WORK TO BE COMPLETED: Consider the data that follows and state how many lines contain the string "static", using the number alone.

╭─ DATA EXCERPTS

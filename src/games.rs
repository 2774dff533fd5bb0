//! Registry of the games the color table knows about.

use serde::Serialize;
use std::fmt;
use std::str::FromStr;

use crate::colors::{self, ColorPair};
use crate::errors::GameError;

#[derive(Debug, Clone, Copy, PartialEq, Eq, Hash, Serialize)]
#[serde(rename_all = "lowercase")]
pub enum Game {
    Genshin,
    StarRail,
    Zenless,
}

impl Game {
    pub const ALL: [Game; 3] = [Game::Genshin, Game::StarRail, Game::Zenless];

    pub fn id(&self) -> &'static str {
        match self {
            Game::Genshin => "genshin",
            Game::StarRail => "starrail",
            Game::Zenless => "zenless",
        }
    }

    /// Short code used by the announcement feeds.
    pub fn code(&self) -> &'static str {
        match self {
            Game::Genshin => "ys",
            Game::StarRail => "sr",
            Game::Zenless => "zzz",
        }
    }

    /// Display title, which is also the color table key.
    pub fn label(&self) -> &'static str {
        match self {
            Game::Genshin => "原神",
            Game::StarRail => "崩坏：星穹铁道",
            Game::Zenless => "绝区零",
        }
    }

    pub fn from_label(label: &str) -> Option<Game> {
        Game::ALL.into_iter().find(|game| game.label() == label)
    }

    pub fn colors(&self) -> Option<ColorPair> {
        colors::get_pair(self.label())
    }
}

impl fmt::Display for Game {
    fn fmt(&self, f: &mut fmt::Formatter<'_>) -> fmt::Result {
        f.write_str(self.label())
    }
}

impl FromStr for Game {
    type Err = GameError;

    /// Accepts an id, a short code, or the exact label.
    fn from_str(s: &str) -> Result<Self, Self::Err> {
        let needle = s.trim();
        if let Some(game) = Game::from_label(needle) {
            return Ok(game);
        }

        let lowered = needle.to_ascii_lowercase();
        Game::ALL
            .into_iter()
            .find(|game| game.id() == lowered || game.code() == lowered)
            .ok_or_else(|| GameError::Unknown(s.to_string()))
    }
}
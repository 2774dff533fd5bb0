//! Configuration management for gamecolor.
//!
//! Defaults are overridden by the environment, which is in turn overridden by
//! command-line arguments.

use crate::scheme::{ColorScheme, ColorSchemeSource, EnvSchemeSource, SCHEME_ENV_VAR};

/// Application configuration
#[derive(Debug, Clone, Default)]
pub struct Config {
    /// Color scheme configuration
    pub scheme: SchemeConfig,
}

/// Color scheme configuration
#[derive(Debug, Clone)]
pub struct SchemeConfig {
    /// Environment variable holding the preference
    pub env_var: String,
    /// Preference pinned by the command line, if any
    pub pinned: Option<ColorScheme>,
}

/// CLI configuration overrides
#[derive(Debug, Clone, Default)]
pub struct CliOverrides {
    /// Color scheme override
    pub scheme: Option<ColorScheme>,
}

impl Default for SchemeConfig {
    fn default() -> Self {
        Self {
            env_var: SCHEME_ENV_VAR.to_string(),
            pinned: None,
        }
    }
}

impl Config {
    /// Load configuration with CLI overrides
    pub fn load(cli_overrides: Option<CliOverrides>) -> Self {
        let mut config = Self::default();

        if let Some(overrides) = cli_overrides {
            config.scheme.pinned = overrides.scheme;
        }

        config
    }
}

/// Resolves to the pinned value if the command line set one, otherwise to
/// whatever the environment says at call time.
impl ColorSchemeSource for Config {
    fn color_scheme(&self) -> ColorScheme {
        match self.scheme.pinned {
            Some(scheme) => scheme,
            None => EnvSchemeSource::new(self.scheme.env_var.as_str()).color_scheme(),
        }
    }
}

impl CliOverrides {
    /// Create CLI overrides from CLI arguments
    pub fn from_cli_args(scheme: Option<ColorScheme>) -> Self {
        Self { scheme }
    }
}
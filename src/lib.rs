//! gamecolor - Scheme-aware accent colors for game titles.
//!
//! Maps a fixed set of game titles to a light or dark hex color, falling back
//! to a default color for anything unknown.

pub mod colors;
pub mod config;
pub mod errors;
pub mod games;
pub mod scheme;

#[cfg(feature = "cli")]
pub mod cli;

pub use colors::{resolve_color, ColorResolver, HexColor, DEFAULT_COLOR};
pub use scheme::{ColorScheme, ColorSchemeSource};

╰─

OUTPUT BELOW: 3